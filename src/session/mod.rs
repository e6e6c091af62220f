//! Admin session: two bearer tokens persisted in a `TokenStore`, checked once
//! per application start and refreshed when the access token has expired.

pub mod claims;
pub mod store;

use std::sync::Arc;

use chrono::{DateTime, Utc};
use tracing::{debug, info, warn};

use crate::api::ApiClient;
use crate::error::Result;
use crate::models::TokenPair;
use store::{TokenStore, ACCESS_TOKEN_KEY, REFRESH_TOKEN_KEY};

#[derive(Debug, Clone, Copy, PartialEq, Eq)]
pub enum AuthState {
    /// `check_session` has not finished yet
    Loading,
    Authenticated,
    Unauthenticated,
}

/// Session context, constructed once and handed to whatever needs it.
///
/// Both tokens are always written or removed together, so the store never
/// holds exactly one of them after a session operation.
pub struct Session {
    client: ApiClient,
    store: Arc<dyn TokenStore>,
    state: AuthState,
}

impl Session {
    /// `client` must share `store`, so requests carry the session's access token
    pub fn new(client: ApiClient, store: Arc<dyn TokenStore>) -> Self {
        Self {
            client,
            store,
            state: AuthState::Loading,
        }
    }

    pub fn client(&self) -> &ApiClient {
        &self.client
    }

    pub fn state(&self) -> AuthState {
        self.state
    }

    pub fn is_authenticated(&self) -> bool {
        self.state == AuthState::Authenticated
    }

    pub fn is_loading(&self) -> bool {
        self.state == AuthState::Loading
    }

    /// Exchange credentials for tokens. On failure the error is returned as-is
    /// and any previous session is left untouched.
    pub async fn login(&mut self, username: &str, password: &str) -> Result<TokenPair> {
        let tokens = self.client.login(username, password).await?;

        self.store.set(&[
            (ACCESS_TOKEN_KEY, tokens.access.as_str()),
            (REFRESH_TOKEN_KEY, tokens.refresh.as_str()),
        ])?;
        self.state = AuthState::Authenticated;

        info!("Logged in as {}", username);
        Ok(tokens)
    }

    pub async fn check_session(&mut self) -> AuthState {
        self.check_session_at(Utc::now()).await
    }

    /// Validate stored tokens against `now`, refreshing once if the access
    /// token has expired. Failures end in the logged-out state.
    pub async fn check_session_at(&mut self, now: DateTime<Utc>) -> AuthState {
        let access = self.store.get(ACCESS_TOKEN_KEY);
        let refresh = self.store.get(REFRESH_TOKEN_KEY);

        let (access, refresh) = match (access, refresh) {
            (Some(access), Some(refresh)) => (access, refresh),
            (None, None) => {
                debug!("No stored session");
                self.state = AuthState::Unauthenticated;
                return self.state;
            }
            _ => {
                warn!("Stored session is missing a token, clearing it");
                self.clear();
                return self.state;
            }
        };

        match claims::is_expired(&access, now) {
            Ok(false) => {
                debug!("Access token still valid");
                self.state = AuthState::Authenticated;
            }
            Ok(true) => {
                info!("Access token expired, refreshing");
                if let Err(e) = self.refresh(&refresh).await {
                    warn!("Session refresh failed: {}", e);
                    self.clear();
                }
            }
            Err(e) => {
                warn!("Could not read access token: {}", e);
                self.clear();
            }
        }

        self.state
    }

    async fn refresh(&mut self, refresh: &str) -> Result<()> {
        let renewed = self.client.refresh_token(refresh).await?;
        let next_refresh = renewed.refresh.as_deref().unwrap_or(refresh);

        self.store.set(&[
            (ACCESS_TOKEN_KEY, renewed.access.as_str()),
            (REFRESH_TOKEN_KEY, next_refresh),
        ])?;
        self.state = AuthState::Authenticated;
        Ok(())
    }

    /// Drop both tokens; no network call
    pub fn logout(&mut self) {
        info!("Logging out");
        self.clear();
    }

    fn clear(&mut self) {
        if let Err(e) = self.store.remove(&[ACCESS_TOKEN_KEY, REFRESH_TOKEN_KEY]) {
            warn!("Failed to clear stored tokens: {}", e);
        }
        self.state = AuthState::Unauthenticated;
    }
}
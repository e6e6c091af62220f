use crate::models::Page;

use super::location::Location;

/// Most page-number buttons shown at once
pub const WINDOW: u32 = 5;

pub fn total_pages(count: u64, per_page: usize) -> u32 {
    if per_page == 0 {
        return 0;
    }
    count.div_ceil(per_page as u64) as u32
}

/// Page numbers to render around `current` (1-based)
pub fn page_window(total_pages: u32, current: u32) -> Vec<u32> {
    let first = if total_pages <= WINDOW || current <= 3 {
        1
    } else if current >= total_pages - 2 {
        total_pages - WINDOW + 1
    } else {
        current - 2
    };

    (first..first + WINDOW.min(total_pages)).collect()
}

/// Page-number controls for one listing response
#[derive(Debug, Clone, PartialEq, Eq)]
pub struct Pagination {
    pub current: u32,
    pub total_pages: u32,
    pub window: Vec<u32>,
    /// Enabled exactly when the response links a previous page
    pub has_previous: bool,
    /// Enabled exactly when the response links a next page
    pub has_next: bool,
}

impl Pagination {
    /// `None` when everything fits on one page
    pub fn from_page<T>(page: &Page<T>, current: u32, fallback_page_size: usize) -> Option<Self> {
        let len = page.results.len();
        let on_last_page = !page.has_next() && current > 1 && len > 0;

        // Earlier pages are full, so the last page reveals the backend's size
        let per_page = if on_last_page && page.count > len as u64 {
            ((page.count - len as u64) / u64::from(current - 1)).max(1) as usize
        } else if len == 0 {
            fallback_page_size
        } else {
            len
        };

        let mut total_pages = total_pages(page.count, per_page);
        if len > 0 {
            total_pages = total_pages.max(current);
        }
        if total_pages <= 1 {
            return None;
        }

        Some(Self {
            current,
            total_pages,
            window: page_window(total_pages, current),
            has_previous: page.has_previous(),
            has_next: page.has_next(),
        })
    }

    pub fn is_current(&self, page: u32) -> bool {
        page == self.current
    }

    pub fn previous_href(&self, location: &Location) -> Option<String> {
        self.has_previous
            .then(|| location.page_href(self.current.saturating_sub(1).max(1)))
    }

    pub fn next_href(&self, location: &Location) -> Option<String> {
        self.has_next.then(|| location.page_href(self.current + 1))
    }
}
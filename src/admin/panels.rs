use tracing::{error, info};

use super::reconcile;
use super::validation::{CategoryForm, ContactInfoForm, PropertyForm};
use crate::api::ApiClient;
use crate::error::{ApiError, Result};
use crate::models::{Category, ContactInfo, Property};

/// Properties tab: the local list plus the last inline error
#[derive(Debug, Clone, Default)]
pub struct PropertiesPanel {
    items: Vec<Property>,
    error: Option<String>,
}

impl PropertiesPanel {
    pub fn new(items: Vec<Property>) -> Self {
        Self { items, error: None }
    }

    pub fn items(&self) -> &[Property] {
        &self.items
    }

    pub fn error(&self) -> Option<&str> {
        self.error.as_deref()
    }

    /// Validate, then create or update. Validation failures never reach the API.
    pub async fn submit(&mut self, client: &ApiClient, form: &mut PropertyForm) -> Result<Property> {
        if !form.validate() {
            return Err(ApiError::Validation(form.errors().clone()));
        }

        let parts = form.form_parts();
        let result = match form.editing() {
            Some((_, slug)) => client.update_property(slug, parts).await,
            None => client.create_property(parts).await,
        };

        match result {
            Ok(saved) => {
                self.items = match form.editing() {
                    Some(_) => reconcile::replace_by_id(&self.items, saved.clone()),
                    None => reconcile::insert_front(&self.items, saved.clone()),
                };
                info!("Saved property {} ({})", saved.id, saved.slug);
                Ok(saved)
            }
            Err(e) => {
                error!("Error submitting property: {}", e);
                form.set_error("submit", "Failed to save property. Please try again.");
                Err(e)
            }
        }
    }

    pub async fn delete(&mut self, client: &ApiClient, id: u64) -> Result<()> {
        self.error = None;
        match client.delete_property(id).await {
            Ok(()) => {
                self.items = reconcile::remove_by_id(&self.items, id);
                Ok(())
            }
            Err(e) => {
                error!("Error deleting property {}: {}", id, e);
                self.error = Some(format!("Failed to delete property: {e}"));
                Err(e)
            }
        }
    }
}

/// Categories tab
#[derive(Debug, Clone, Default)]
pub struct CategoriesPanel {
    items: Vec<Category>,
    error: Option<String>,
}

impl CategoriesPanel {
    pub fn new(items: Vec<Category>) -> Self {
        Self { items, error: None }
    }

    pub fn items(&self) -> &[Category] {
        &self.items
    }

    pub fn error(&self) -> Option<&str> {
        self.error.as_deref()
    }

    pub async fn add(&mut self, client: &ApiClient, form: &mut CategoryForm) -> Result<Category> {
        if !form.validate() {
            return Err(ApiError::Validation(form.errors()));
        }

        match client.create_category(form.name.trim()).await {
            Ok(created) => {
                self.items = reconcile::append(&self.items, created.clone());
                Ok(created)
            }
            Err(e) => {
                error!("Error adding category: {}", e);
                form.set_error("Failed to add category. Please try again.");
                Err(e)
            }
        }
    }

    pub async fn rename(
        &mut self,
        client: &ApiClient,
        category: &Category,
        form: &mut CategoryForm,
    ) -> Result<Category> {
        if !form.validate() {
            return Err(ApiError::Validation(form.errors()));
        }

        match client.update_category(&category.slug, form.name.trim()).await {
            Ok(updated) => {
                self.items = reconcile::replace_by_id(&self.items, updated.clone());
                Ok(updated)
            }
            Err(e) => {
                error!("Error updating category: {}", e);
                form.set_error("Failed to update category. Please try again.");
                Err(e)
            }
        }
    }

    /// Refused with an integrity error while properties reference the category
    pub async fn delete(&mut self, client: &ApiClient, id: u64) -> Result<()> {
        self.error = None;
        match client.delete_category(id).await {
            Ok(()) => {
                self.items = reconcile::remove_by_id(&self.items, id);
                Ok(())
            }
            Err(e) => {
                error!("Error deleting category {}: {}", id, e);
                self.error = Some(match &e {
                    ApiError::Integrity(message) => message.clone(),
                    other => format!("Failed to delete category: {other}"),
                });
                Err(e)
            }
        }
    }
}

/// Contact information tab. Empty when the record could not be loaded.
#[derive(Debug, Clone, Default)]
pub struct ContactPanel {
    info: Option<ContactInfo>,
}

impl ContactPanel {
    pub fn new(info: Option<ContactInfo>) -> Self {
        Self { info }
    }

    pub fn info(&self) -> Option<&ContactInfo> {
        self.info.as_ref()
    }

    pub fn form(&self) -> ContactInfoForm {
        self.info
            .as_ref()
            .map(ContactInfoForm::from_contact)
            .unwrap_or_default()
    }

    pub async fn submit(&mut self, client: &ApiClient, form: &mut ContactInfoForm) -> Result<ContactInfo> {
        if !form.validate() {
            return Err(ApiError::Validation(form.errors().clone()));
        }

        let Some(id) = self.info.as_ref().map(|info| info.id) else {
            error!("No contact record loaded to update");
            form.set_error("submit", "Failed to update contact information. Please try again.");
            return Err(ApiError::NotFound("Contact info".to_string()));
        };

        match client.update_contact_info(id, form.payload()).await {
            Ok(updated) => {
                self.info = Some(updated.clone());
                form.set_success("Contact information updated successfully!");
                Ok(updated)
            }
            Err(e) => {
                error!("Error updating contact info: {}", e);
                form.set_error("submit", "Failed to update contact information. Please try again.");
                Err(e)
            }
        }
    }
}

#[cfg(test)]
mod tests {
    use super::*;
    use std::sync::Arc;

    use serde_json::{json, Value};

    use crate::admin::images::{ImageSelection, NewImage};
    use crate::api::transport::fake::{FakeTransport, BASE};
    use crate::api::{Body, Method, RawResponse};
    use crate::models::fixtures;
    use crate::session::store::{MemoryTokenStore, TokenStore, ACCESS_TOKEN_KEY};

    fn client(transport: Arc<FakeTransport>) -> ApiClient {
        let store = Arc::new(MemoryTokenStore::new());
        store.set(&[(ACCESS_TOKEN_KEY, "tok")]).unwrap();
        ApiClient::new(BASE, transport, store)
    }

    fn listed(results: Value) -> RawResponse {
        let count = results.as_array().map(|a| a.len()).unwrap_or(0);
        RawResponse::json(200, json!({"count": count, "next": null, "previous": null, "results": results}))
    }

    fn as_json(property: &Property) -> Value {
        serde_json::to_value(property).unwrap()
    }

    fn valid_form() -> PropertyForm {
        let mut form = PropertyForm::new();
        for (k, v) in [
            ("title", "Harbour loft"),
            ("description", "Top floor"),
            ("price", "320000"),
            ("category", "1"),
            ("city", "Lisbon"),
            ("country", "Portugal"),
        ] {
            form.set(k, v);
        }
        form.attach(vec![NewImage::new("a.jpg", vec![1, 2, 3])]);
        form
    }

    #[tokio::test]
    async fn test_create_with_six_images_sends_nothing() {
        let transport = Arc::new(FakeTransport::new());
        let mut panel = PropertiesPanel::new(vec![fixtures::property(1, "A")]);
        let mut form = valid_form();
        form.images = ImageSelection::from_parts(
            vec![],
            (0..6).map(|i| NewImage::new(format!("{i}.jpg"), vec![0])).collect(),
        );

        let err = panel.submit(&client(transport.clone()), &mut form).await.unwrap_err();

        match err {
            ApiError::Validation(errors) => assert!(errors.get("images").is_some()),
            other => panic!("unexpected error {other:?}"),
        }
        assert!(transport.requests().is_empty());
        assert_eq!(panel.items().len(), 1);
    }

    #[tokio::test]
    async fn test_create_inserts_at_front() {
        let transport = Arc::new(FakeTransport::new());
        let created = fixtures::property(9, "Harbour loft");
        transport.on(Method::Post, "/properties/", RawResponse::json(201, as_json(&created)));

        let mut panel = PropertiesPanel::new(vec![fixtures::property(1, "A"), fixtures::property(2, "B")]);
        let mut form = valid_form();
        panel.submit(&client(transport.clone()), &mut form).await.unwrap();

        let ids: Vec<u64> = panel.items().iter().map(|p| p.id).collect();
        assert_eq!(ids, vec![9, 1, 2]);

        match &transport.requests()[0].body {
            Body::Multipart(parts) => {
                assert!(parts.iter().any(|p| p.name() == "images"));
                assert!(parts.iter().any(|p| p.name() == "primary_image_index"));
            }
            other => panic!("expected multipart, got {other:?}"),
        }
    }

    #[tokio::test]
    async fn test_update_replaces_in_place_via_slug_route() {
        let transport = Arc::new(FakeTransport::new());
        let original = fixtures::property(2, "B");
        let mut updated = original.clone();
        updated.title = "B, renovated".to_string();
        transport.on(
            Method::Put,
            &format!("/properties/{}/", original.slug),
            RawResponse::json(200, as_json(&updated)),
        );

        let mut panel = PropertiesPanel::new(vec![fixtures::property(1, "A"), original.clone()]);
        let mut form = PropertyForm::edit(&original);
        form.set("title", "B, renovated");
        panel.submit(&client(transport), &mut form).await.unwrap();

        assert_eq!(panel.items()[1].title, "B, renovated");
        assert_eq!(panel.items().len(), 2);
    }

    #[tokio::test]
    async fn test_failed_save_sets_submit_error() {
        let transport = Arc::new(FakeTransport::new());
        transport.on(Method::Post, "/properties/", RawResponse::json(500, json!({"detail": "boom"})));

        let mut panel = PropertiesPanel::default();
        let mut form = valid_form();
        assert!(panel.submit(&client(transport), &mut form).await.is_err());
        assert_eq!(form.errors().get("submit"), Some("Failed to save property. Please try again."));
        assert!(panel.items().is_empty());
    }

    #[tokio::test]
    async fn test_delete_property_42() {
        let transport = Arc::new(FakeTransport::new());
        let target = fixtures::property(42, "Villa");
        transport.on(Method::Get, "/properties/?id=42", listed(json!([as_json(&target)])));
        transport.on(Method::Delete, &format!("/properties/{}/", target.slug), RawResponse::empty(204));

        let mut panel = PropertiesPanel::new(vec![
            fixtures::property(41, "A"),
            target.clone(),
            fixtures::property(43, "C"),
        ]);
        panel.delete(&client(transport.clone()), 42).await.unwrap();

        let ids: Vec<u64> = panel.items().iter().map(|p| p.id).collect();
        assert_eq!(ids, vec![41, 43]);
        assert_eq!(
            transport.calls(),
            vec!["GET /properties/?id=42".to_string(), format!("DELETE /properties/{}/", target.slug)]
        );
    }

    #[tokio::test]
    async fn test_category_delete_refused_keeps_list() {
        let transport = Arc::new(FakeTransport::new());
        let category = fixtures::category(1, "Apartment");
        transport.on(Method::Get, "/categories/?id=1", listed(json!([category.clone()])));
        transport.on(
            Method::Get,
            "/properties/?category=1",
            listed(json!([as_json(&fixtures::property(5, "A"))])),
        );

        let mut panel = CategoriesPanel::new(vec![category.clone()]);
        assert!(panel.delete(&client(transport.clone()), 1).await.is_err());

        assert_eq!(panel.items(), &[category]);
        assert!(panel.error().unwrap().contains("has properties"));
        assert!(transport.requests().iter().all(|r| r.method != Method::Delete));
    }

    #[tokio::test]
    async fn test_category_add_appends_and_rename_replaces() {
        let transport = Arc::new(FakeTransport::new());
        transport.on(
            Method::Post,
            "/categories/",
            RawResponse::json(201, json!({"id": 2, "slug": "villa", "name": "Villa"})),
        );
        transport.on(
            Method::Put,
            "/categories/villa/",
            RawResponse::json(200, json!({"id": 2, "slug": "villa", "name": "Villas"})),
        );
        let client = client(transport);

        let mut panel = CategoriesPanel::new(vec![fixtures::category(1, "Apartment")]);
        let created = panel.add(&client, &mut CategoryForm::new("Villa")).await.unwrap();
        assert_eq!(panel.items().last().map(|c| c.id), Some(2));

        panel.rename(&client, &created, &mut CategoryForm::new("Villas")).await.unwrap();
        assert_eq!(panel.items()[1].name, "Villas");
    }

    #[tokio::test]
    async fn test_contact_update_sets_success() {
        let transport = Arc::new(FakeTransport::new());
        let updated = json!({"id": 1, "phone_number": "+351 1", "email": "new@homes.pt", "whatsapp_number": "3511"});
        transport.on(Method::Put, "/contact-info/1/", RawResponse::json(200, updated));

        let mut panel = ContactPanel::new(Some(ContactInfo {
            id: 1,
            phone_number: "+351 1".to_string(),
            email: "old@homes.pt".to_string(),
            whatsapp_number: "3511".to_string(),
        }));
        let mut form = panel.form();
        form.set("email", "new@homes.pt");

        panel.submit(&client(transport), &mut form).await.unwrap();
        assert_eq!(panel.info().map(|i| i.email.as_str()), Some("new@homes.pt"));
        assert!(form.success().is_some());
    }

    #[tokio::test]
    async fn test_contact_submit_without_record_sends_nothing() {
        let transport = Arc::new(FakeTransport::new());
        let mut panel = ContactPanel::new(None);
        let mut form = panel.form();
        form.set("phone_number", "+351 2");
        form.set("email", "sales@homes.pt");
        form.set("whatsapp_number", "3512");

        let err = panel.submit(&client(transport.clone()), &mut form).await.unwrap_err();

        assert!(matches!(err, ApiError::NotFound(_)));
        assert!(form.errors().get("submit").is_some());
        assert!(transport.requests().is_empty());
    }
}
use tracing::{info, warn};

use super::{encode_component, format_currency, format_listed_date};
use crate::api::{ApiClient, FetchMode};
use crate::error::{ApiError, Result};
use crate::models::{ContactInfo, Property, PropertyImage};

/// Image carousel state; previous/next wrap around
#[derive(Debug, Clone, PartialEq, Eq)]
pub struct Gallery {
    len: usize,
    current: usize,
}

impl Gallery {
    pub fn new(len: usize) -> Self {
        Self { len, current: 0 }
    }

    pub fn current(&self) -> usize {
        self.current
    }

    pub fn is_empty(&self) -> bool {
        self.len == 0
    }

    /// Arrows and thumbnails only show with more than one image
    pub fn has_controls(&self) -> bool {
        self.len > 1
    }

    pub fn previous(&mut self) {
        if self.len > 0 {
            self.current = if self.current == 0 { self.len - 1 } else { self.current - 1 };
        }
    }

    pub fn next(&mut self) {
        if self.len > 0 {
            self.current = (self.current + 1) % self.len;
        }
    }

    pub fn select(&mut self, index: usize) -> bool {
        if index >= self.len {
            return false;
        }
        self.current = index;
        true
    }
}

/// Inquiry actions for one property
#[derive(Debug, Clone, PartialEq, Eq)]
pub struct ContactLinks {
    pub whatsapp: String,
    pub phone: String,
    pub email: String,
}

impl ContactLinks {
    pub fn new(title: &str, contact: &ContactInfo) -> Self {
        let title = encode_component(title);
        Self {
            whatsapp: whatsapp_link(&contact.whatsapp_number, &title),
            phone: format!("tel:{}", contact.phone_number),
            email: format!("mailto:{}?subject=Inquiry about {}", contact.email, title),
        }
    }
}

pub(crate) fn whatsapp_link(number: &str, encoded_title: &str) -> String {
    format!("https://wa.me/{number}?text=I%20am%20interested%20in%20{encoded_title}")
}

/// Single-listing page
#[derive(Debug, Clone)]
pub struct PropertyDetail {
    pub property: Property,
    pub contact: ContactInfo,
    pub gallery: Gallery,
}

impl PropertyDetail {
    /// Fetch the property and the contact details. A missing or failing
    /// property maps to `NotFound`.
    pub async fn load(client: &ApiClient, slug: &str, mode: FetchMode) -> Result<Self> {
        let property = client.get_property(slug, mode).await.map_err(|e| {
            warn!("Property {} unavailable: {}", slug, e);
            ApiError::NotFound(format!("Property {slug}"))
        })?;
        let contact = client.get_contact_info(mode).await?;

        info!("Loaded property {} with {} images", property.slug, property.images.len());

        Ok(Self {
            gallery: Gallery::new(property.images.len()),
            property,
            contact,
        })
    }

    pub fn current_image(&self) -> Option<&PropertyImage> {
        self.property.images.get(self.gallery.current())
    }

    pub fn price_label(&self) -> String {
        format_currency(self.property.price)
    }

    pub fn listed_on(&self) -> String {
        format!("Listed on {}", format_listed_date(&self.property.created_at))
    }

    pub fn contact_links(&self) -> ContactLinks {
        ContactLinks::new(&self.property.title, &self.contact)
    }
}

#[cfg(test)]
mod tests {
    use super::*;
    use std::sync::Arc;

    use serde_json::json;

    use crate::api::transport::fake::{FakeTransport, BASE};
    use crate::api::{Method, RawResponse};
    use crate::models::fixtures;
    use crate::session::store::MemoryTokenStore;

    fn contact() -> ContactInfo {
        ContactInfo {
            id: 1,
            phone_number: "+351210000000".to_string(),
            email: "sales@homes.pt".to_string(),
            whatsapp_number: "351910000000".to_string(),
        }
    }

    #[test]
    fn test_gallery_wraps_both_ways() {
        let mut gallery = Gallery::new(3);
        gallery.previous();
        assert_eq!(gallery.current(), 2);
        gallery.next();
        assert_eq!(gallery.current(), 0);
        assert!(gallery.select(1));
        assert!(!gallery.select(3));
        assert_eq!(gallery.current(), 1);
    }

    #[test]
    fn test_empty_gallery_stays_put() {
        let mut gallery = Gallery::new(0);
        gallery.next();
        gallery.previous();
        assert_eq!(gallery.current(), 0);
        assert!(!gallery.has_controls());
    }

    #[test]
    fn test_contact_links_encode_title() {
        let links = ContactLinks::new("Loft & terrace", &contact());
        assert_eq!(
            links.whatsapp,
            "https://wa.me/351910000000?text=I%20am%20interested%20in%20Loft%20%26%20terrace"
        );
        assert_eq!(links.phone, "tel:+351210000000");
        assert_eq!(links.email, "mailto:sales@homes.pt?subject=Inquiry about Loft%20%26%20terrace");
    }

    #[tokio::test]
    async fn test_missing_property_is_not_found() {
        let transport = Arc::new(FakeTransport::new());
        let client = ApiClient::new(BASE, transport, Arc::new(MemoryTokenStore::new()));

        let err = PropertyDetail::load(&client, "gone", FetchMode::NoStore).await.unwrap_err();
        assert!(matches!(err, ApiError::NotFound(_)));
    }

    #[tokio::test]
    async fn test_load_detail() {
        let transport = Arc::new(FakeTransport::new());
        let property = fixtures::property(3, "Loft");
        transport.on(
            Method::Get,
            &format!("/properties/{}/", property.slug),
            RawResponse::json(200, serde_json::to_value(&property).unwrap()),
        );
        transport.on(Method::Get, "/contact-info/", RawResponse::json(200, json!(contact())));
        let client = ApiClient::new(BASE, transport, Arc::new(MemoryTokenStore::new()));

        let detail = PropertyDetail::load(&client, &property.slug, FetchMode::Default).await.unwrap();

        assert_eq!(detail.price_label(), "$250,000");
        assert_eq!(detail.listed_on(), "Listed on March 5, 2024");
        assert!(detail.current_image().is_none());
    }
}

★ ★ ★ ★

## TASK GOAL
Using the records above, report each line that contains the word "MemoryTokenStore" by copying it.

## RESPONSE TO THE EXERCISE
    use crate::session::store::{MemoryTokenStore, TokenStore, ACCESS_TOKEN_KEY};
        let store = Arc::new(MemoryTokenStore::new());
    use crate::session::store::MemoryTokenStore;
        let client = ApiClient::new(BASE, transport, Arc::new(MemoryTokenStore::new()));
        let client = ApiClient::new(BASE, transport, Arc::new(MemoryTokenStore::new()));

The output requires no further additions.